Splenic tumors are rare compared to the incidence of such tumors in other organs.

Splenic tumors can be classified into two main categories: Lymphoid and Non-lymphoid.

1. Hodgkin's Lymphoma
2. Non-Hodgkin's Lymphoma

1. Haemangiomas
2. Littoral call angiomas
3. Hemangioendotheliomas
4. Other less common types are: Fibrosarcoma, Lipoma and Neurinoma

Metastatic tumors to the spleen are rare. Metastatic tumors to spleen mainly arise from breast cancer, lung cancer and melanoma.

Patients with splenic tumor can present with vague complaints like upper quadrant discomfort and pain.
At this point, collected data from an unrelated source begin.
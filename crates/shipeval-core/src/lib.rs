//! # shipeval-core
//!
//! The trial orchestrator and the `run()` entrypoint.
//!
//! ## Overview
//!
//! A *run* evaluates one scenario against one target model for one or
//! more *trials*. Configuration problems (missing credentials, malformed
//! scenario, bad options) fail before any run directory exists; after
//! that, every trial — including aborted ones — lands in
//! `runs/<run_id>/results.jsonl`.

pub mod config;
pub mod flags;
pub mod orchestrator;
pub mod scenario;

pub use config::RunOptions;
pub use orchestrator::Orchestrator;
pub use scenario::load_scenario;

use std::collections::BTreeMap;
use std::path::{Path, PathBuf};

use chrono::Utc;
use tracing::info;

use shipeval_agents::prompts;
use shipeval_contracts::{
    error::EvalResult,
    trial::TrialResult,
};
use shipeval_providers::{build_provider, TargetSpec};
use shipeval_store::{default_run_id, RunMetadata, RunStore};

/// What a completed run hands back to the caller.
#[derive(Debug)]
pub struct RunSummary {
    pub run_id: String,
    pub run_dir: PathBuf,
    pub trials: Vec<TrialResult>,
}

impl RunSummary {
    pub fn aborted_count(&self) -> usize {
        self.trials.iter().filter(|t| t.metadata.aborted).count()
    }
}

/// Evaluate one scenario against one target.
///
/// `target_spec` is `provider:model` (e.g. `openrouter:openai/gpt-4-turbo`
/// or `fake:perfect`). Credentials are read from the environment at
/// startup; their absence for a selected provider is fatal before any run
/// directory is created.
///
/// # Errors
///
/// Startup validation failures (`Config`, `ScenarioInvalid`) and
/// process-level faults (`StoreWrite`, `InvariantViolation`). Trial-level
/// failures do not error — they are persisted as aborted trials.
pub async fn run(
    scenario_path: &Path,
    target_spec: &str,
    options: RunOptions,
) -> EvalResult<RunSummary> {
    options.validate()?;

    // Startup validation: specs parse, credentials present, scenario valid.
    let target = TargetSpec::parse(target_spec)?;
    let agent = TargetSpec::parse(&options.agent_model)?;
    let target_provider = build_provider(&target, options.timeout())?;
    let agent_provider = build_provider(&agent, options.timeout())?;
    let scenario = load_scenario(scenario_path)?;

    let run_id = options
        .run_id
        .clone()
        .unwrap_or_else(|| default_run_id(Utc::now()));
    let store = RunStore::create(&options.output_dir, &run_id)?;

    let orchestrator = Orchestrator::new(target_provider, agent_provider, options.clone());
    store.write_metadata(&RunMetadata {
        run_id: run_id.clone(),
        created_at: Utc::now(),
        scenario_id: scenario.scenario_id.clone(),
        target: orchestrator.target_ref(None),
        agent: orchestrator.agent_ref(),
        judge_count: options.judges,
        seed: options.seed,
        prompt_hashes: BTreeMap::from([
            (
                "questioner".to_string(),
                prompts::prompt_hash(prompts::QUESTIONER_PROMPT_V1),
            ),
            (
                "extractor".to_string(),
                prompts::prompt_hash(prompts::EXTRACTOR_PROMPT_V1),
            ),
            (
                "verifier".to_string(),
                prompts::prompt_hash(prompts::VERIFIER_PROMPT_V1),
            ),
        ]),
    })?;

    info!(run_id = %run_id, scenario_id = %scenario.scenario_id, trials = options.trials, "run starting");

    let mut trials = Vec::with_capacity(options.trials);
    for trial_number in 1..=options.trials {
        println!(
            "=== Trial {trial_number}/{} — scenario '{}' vs {target_spec} ===",
            options.trials, scenario.scenario_id
        );
        let trial = orchestrator.run_trial(&scenario, &store).await?;
        print_trial_summary(&trial, store.paths().root());
        trials.push(trial);
    }

    Ok(RunSummary {
        run_id,
        run_dir: store.paths().root().to_path_buf(),
        trials,
    })
}

/// One line per trial, errors pointed at the run directory for inspection.
fn print_trial_summary(trial: &TrialResult, run_dir: &Path) {
    match (&trial.error, &trial.final_scores) {
        (Some(error), _) => {
            println!(
                "trial {}: ABORTED — {} (artifacts under {})",
                trial.trial_id,
                error,
                run_dir.display()
            );
        }
        (None, Some(scores)) => {
            let tier = scores
                .rubric_score
                .map(|s| s.to_string())
                .unwrap_or_else(|| "n/a".to_string());
            println!(
                "trial {}: score {} — {:.0}% complete, {:.0}% accurate, {} claims",
                trial.trial_id,
                tier,
                scores.completeness_percentage * 100.0,
                scores.accuracy_percentage * 100.0,
                trial.claims.len()
            );
        }
        (None, None) => {
            println!("trial {}: no scores recorded", trial.trial_id);
        }
    }
}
1. Most common clinical finding in the patient is Splenomegaly.
2. Pain in abdomen
3. Weakness
4. Unexplained weight loss
5. Fever
6. Night sweats
7. Anemia
8. Nausea, Vomiting

Splenomegaly is confirmed using imaging studies.

Ultrasound of abdomen is a highly sensitive investigation which detects splenomegaly and it also helps in differentiating splenic cysts from other splenic tumors.

Contrast CT of abdomen and CT chest is necessary to evaluate the splenic tumor and to differentiate between various types of splenic tumors. CT scan also helps in evaluating the other intra-abdominal organs and in planning for surgery.

Complete blood count (CBC), Differential leukocyte count (DLC), Platelet count along with a peripheral blood smear should be done in cases of splenomegaly.

Surgical removal of spleen is known as splenectomy. It is considered as the treatment of choice in patients with Non Lymphoid splenic tumors. Splenectomy is typically performed laparoscopically using small incisions. In patients with massive splenomegaly, need for an open splenectomy should be considered as an option.

For patients with lymphoid tumors, treatment of choice is chemotherapy. But in patients with massive spleen causing pain or pressure symptoms, splenectomy should be considered along with chemotherapy.